Hierarchies show up everywhere. There are geographical hierarchies where a country has many provinces, which have many cities which have many towns. There is also the taxonomic rank, indicating the level of a taxon in the Taxonomic Hierarchy, organizational hierarchies, the North American Industry Classification system… the list goes on and on.

What it looks like in a relational database.

Usually its easy to tell if you are dealing with this type of data. In an existing database schema you may see tables with a parent_id column indicating the use of the Adjacency List pattern or left/right columns indicating the use of the Nested Sets pattern. There are many others as well.

Connected Data

Connected data is roughly synonymous with graph data. When we are talking about graph data we mean bits of data, plus information about how those bits of data are related.

What it looks like in a relational database.
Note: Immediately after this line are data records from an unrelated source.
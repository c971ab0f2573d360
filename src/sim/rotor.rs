//! 2D rotor orientation
//!
//! The player heading is a unit rotor (a, b) rather than an angle: composing
//! two rotors adds their represented angles without periodic wraparound, and
//! incremental mouse updates stay numerically cheap. Renormalizing after every
//! composition keeps drift below floating tolerance.

use glam::Vec2;
use serde::{Deserialize, Serialize};

/// A 2D rotor. Unit length is an invariant for headings; `apply_delta`
/// restores it after every composition.
#[derive(Debug, Clone, Copy, PartialEq, Serialize, Deserialize)]
pub struct Rotor {
    pub a: f32,
    pub b: f32,
}

impl Rotor {
    /// The identity rotation
    pub const IDENTITY: Rotor = Rotor { a: 1.0, b: 0.0 };

    /// Rotor rotating by `angle` radians (half-angle encoding)
    #[inline]
    pub fn from_angle(angle: f32) -> Self {
        let half = angle * 0.5;
        Self {
            a: half.cos(),
            b: half.sin(),
        }
    }

    /// Rotor composition: (a,b)∘(c,d) = (ac−bd, ad+bc)
    #[inline]
    pub fn compose(self, other: Rotor) -> Rotor {
        Rotor {
            a: self.a * other.a - self.b * other.b,
            b: self.a * other.b + self.b * other.a,
        }
    }

    /// The reverse (conjugate) rotor, undoing this rotation
    #[inline]
    pub fn reverse(self) -> Rotor {
        Rotor {
            a: self.a,
            b: -self.b,
        }
    }

    /// Unit-length copy. The zero rotor stays zero rather than going NaN;
    /// a valid heading never hits that branch.
    #[inline]
    pub fn normalized(self) -> Rotor {
        let len_sq = self.a * self.a + self.b * self.b;
        if len_sq == 0.0 {
            return Rotor { a: 0.0, b: 0.0 };
        }
        let inv = 1.0 / len_sq.sqrt();
        Rotor {
            a: self.a * inv,
            b: self.b * inv,
        }
    }

    /// Compose `delta` onto this heading, then renormalize
    #[inline]
    pub fn apply_delta(&mut self, delta: Rotor) {
        *self = self.compose(delta).normalized();
    }

    /// Unit forward vector: (0, 1) rotated by this rotor, closed form
    #[inline]
    pub fn forward(self) -> Vec2 {
        Vec2::new(2.0 * self.a * self.b, self.a * self.a - self.b * self.b)
    }

    /// Unit right vector: forward rotated -90°
    #[inline]
    pub fn right(self) -> Vec2 {
        let f = self.forward();
        Vec2::new(f.y, -f.x)
    }
}

impl Default for Rotor {
    fn default() -> Self {
        Self::IDENTITY
    }
}

#[cfg(test)]
mod tests {
    use super::*;
    use proptest::prelude::*;

    const TOL: f32 = 1e-5;

    fn close(a: f32, b: f32) -> bool {
        (a - b).abs() < TOL
    }

    #[test]
    fn identity_is_left_and_right_identity() {
        let r = Rotor::from_angle(0.73);
        let left = Rotor::IDENTITY.compose(r);
        let right = r.compose(Rotor::IDENTITY);
        assert!(close(left.a, r.a) && close(left.b, r.b));
        assert!(close(right.a, r.a) && close(right.b, r.b));
    }

    #[test]
    fn reverse_composes_to_identity() {
        let r = Rotor::from_angle(1.9);
        let id = r.compose(r.reverse());
        assert!(close(id.a, 1.0));
        assert!(close(id.b, 0.0));
    }

    #[test]
    fn identity_heading_faces_plus_y() {
        let f = Rotor::IDENTITY.forward();
        assert!(close(f.x, 0.0));
        assert!(close(f.y, 1.0));
        let r = Rotor::IDENTITY.right();
        assert!(close(r.x, 1.0));
        assert!(close(r.y, 0.0));
    }

    #[test]
    fn zero_rotor_normalizes_to_zero() {
        let z = Rotor { a: 0.0, b: 0.0 }.normalized();
        assert_eq!(z.a, 0.0);
        assert_eq!(z.b, 0.0);
    }

    #[test]
    fn apply_delta_keeps_unit_length() {
        let mut heading = Rotor::IDENTITY;
        for _ in 0..10_000 {
            heading.apply_delta(Rotor::from_angle(0.013));
        }
        let len = heading.a * heading.a + heading.b * heading.b;
        assert!(close(len, 1.0));
    }

    proptest! {
        #[test]
        fn normalize_is_idempotent(a in -10.0f32..10.0, b in -10.0f32..10.0) {
            prop_assume!(a != 0.0 || b != 0.0);
            let once = Rotor { a, b }.normalized();
            let twice = once.normalized();
            prop_assert!(close(once.a, twice.a));
            prop_assert!(close(once.b, twice.b));
        }

        #[test]
        fn composition_is_associative(
            x in -3.0f32..3.0,
            y in -3.0f32..3.0,
            z in -3.0f32..3.0,
        ) {
            let (r, s, t) = (Rotor::from_angle(x), Rotor::from_angle(y), Rotor::from_angle(z));
            let lhs = r.compose(s).compose(t);
            let rhs = r.compose(s.compose(t));
            prop_assert!(close(lhs.a, rhs.a));
            prop_assert!(close(lhs.b, rhs.b));
        }

        #[test]
        fn forward_is_unit_length(angle in -6.3f32..6.3) {
            let f = Rotor::from_angle(angle).forward();
            prop_assert!(close(f.length(), 1.0));
        }

        #[test]
        fn right_is_perpendicular_to_forward(angle in -6.3f32..6.3) {
            let r = Rotor::from_angle(angle);
            prop_assert!(close(r.forward().dot(r.right()), 0.0));
        }
    }
}
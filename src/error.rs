//! Error taxonomy
//!
//! Everything here is fatal: errors propagate to `main`, which logs them and
//! exits non-zero. Recoverable conditions (shader compile diagnostics, lost
//! surfaces) are logged where they occur and never reach these types.

use thiserror::Error;

/// Failures of the one-shot occupancy grid generation pass.
#[derive(Debug, Error)]
pub enum GenerateError {
    /// The compute shader or pipeline failed validation on the device.
    #[error("grid generation pipeline rejected: {0}")]
    Validation(String),

    /// The device refused to map the staging buffer back to host memory.
    #[error("grid readback mapping failed: {0}")]
    Map(String),

    /// The device wedged while waiting for the generation submission.
    #[error("device poll failed during grid readback: {0}")]
    Poll(String),

    /// Readback returned fewer cells than the grid dimensions require.
    #[error("grid readback truncated: got {got} cells, expected {expected}")]
    Truncated { got: usize, expected: usize },
}

/// GPU/backend initialization failures.
#[derive(Debug, Error)]
pub enum GpuError {
    #[error("no suitable GPU adapter: {0}")]
    Adapter(String),

    #[error("device request failed: {0}")]
    Device(String),

    #[error("surface creation failed: {0}")]
    Surface(#[from] wgpu::CreateSurfaceError),

    #[error(transparent)]
    Generate(#[from] GenerateError),
}

/// Top-level session failures surfaced by `platform::run`.
#[derive(Debug, Error)]
pub enum RunError {
    #[error("event loop failed: {0}")]
    EventLoop(#[from] winit::error::EventLoopError),

    #[error("window creation failed: {0}")]
    Window(#[from] winit::error::OsError),

    #[error(transparent)]
    Gpu(#[from] GpuError),
}
//! Platform layer
//!
//! winit application handler driving the whole session: window + GPU setup
//! and the blocking grid generation in `resumed`, then the single-threaded
//! poll -> tick -> gated-render loop. Fatal init errors are stashed on the
//! handler and surfaced by `run` after the event loop returns, so `main`
//! stays the one catch boundary.

use std::sync::Arc;
use std::time::{Duration, Instant};

use rand::{Rng, SeedableRng};
use rand_pcg::Pcg32;
use winit::application::ApplicationHandler;
use winit::dpi::LogicalSize;
use winit::event::{ElementState, WindowEvent};
use winit::event_loop::{ActiveEventLoop, ControlFlow, EventLoop};
use winit::keyboard::{KeyCode, PhysicalKey};
use winit::window::{Window, WindowId};

use crate::config::Config;
use crate::consts::{GRID_H, GRID_W};
use crate::error::{GpuError, RunError};
use crate::renderer::{RaycastRenderState, generate_grid};
use crate::sim::{FrameClock, IntentAxis, IntentDelta, OccupancyGrid, Rotor, SimState, tick};

/// Static key-binding table: one IntentDelta per key, applied on press and
/// inverted on release. Anything not listed is ignored.
const KEY_BINDINGS: &[(KeyCode, IntentDelta)] = &[
    (KeyCode::KeyW, IntentDelta::new(IntentAxis::Forward, 1)),
    (KeyCode::KeyS, IntentDelta::new(IntentAxis::Forward, -1)),
    (KeyCode::KeyD, IntentDelta::new(IntentAxis::Strafe, 1)),
    (KeyCode::KeyA, IntentDelta::new(IntentAxis::Strafe, -1)),
];

/// Cap on the pacing sleep so input handling never lags a full frame
const PACING_SLEEP_CAP: Duration = Duration::from_millis(2);

fn map_key(code: KeyCode) -> Option<IntentDelta> {
    KEY_BINDINGS
        .iter()
        .find(|(bound, _)| *bound == code)
        .map(|&(_, delta)| delta)
}

/// Run a full session. Returns when the window is closed or Escape is hit.
pub fn run(config: Config) -> Result<(), RunError> {
    let event_loop = EventLoop::new()?;
    event_loop.set_control_flow(ControlFlow::Poll);

    let mut app = App {
        config,
        session: None,
        fatal: None,
    };
    event_loop.run_app(&mut app)?;

    match app.fatal {
        Some(err) => Err(err),
        None => Ok(()),
    }
}

struct App {
    config: Config,
    session: Option<Session>,
    fatal: Option<RunError>,
}

/// Everything a running session owns: the sim context, the immutable grid,
/// the clock, and the GPU state.
struct Session {
    window: Arc<Window>,
    render_state: RaycastRenderState,
    grid: OccupancyGrid,
    sim: SimState,
    clock: FrameClock,
    /// Radians per pixel; re-derived whenever the framebuffer size changes
    mouse_sensitivity: f32,
    last_cursor: Option<(f64, f64)>,
    move_speed: f32,
    player_radius: f32,
}

impl App {
    /// Window, GPU, one-shot generation, renderer - in that order. The
    /// generation readback is a synchronous barrier: the loop must not start
    /// without the map.
    fn init_session(&self, event_loop: &ActiveEventLoop) -> Result<Session, RunError> {
        let attributes = Window::default_attributes()
            .with_title(self.config.title.clone())
            .with_inner_size(LogicalSize::new(self.config.width, self.config.height));
        let window = Arc::new(event_loop.create_window(attributes)?);
        let size = window.inner_size();
        log::info!("Window created: {}x{}", size.width, size.height);

        let instance = wgpu::Instance::new(&wgpu::InstanceDescriptor::default());
        let surface = instance
            .create_surface(window.clone())
            .map_err(GpuError::from)?;

        let adapter = pollster::block_on(instance.request_adapter(&wgpu::RequestAdapterOptions {
            power_preference: wgpu::PowerPreference::HighPerformance,
            compatible_surface: Some(&surface),
            force_fallback_adapter: false,
        }))
        .map_err(|e| GpuError::Adapter(e.to_string()))?;
        log::info!("Using adapter: {:?}", adapter.get_info().name);

        let (device, queue) = pollster::block_on(adapter.request_device(&wgpu::DeviceDescriptor {
            label: Some("raywalk-device"),
            required_features: wgpu::Features::empty(),
            required_limits: wgpu::Limits::default(),
            memory_hints: Default::default(),
            trace: Default::default(),
            experimental_features: Default::default(),
        }))
        .map_err(|e| GpuError::Device(e.to_string()))?;

        let seed = self.config.seed.unwrap_or_else(|| rand::rng().random());
        let started = Instant::now();
        let cells =
            generate_grid(&device, &queue, GRID_W, GRID_H, seed).map_err(GpuError::from)?;
        let grid = OccupancyGrid::from_cells(GRID_W, GRID_H, cells);
        log::info!("Grid generation took {:?}", started.elapsed());

        let mut rng = Pcg32::seed_from_u64(seed);
        let spawn = grid.find_spawn(&mut rng);
        log::info!("Spawning at ({:.1}, {:.1})", spawn.x, spawn.y);

        let render_state = RaycastRenderState::new(
            surface,
            &adapter,
            device,
            queue,
            size.width.max(1),
            size.height.max(1),
            &grid,
        );

        let sim = SimState::new(spawn);
        let clock = FrameClock::start(self.config.target_fps);
        let mouse_sensitivity = self.config.mouse_sensitivity / size.width.max(1) as f32;

        Ok(Session {
            window,
            render_state,
            grid,
            sim,
            clock,
            mouse_sensitivity,
            last_cursor: None,
            move_speed: self.config.move_speed,
            player_radius: self.config.player_radius,
        })
    }
}

impl ApplicationHandler for App {
    fn resumed(&mut self, event_loop: &ActiveEventLoop) {
        if self.session.is_some() {
            return;
        }
        match self.init_session(event_loop) {
            Ok(session) => self.session = Some(session),
            Err(err) => {
                self.fatal = Some(err);
                event_loop.exit();
            }
        }
    }

    fn about_to_wait(&mut self, _event_loop: &ActiveEventLoop) {
        if let Some(session) = &self.session {
            // Sleep off pacing slack instead of spinning; capped so queued
            // input is never stale by more than a couple of milliseconds.
            if let Some(slack) = session.clock.slack() {
                std::thread::sleep(slack.min(PACING_SLEEP_CAP));
            }
            session.window.request_redraw();
        }
    }

    fn window_event(
        &mut self,
        event_loop: &ActiveEventLoop,
        _window_id: WindowId,
        event: WindowEvent,
    ) {
        let session = match self.session.as_mut() {
            Some(s) => s,
            None => return,
        };

        match event {
            WindowEvent::CloseRequested => {
                log::info!("Close requested, exiting.");
                event_loop.exit();
            }

            WindowEvent::Resized(physical_size) => {
                let (w, h) = (physical_size.width, physical_size.height);
                if w > 0 && h > 0 {
                    session.render_state.resize(w, h);
                    session.mouse_sensitivity = self.config.mouse_sensitivity / w as f32;
                    log::info!("Resized to {}x{}", w, h);
                }
            }

            WindowEvent::KeyboardInput { event, .. } => {
                if event.repeat {
                    return;
                }
                let code = match event.physical_key {
                    PhysicalKey::Code(code) => code,
                    PhysicalKey::Unidentified(_) => return,
                };
                let pressed = event.state == ElementState::Pressed;

                match code {
                    KeyCode::Escape if pressed => {
                        log::info!("Escape pressed, exiting.");
                        event_loop.exit();
                    }
                    KeyCode::F2 if pressed => match serde_json::to_string(&session.sim) {
                        Ok(json) => log::info!("Sim state: {json}"),
                        Err(e) => log::warn!("State dump failed: {e}"),
                    },
                    _ => {
                        // Unbound keys fall through silently
                        if let Some(delta) = map_key(code) {
                            session.sim.intent.apply(delta, pressed);
                        }
                    }
                }
            }

            WindowEvent::CursorMoved { position, .. } => {
                // First event only seeds the reference position
                if let Some((last_x, _)) = session.last_cursor {
                    let dx = (position.x - last_x) as f32;
                    session
                        .sim
                        .heading
                        .apply_delta(Rotor::from_angle(dx * session.mouse_sensitivity));
                }
                session.last_cursor = Some((position.x, position.y));
            }

            WindowEvent::RedrawRequested => {
                let dt = session.clock.begin_iteration(Instant::now());
                tick(
                    &mut session.sim,
                    &session.grid,
                    session.move_speed,
                    session.player_radius,
                    dt,
                );

                if session.clock.try_consume_render() {
                    match session.render_state.render(&session.sim) {
                        Ok(()) => session.sim.advance_frame(),
                        Err(wgpu::SurfaceError::Lost) => {
                            let (w, h) = session.render_state.size;
                            session.render_state.resize(w, h);
                        }
                        Err(wgpu::SurfaceError::OutOfMemory) => {
                            log::error!("Out of memory!");
                        }
                        Err(e) => log::warn!("Render error: {:?}", e),
                    }
                }
            }

            _ => {}
        }
    }
}

#[cfg(test)]
mod tests {
    use super::*;

    #[test]
    fn bindings_cover_both_axes_in_both_directions() {
        let mut forward = 0i32;
        let mut strafe = 0i32;
        for &(_, delta) in KEY_BINDINGS {
            match delta.axis {
                IntentAxis::Forward => forward += delta.sign as i32,
                IntentAxis::Strafe => strafe += delta.sign as i32,
            }
        }
        // Each axis has a matched +1/-1 pair
        assert_eq!(forward, 0);
        assert_eq!(strafe, 0);
        assert_eq!(KEY_BINDINGS.len(), 4);
    }

    #[test]
    fn unbound_keys_map_to_nothing() {
        assert!(map_key(KeyCode::KeyQ).is_none());
        assert!(map_key(KeyCode::Space).is_none());
    }

    #[test]
    fn wasd_maps_to_expected_deltas() {
        assert_eq!(
            map_key(KeyCode::KeyW),
            Some(IntentDelta::new(IntentAxis::Forward, 1))
        );
        assert_eq!(
            map_key(KeyCode::KeyA),
            Some(IntentDelta::new(IntentAxis::Strafe, -1))
        );
    }
}
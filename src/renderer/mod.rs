//! WebGPU rendering module
//!
//! Two pipelines: a one-shot compute pass that generates the occupancy grid
//! at startup (`generator`), and the per-frame fullscreen raycast pass
//! (`raycast_pipeline`).

pub mod generator;
pub mod raycast_pipeline;

pub use generator::generate_grid;
pub use raycast_pipeline::RaycastRenderState;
Join tables are the most obvious sign that you are storing graph data. Join tables exist solely to act as the target of two one-to-many relationships, each row representing a relationship between two rows in other tables. Cases where you are storing data in the join table (such as the Rails has_many :through relationship) are even more clear, since the columns of your join table are attributes of an edge.

While one-to-many relationships also technically describe a graph, they probably are not going to make you reconsider the use of a relational database the way large numbers of many-to-many relationships might.

Semi-structured Data

Attempts to define semi-structured data seem to focus on variability; just because one piece of data has a particular set of attributes does not mean that the rest do. You can actually get an example of semi-structured data by mashing together two sets of structured (tabular) data. In this world of APIs and SOA where drawing data from multiple sources is pretty much the new normal, semi-structured data is increasingly common.

What it looks like in a relational database.

Anywhere you have columns with lots of null values in them. The columns provide the structure, but long stretches of null values suggest that this data does not really fit that structure.

An example of semi-structured data: a hypothetical products table combining books (structured data) and music (also structured data).

Polymorphic associations

Having one type data with an association that might be to related to one of two or more things, that’s what known as a polymorphic association. As an example, a photo might be related to a user or a product.

What it looks like in a relational database.

While polymorphic relations can be done in a relational database most commonly they are handled at the framework level, where the framework a foreign key and an additional “type” column to determine the correct table/row. Seeing both an something_id and something_type in the same table gives a hint that a polymorphic relationship is being used. Both Ruby on Rails and Java’s Spring Framework offer this.

So when?

These types of data are known to be an awkward fit for the relational model, in the same way that storing large quantities of perfectly tabular data would be awkward under the graph model. These are ultimately threshold problems, like the famous paradox of the heap.

1000000 grains of sand is a heap of sand

A heap of sand minus one grain is still a heap.

Your first join table or set of polymorphic relations will leave you will a perfectly reasonable database design, but just as “a heap of sand minus one grain” will eventually cross some ill defined threshold and produce something that is no longer a heap of sand, there is some number of join tables or other workarounds for the relational model that will leave you with a database that is significantly more complex than a graph database equivalent would be.

Knowing about the limits of the relational model and doing some hard thinking about how much time you are spending pressed up against those limits is really the only things that can guide your decision making.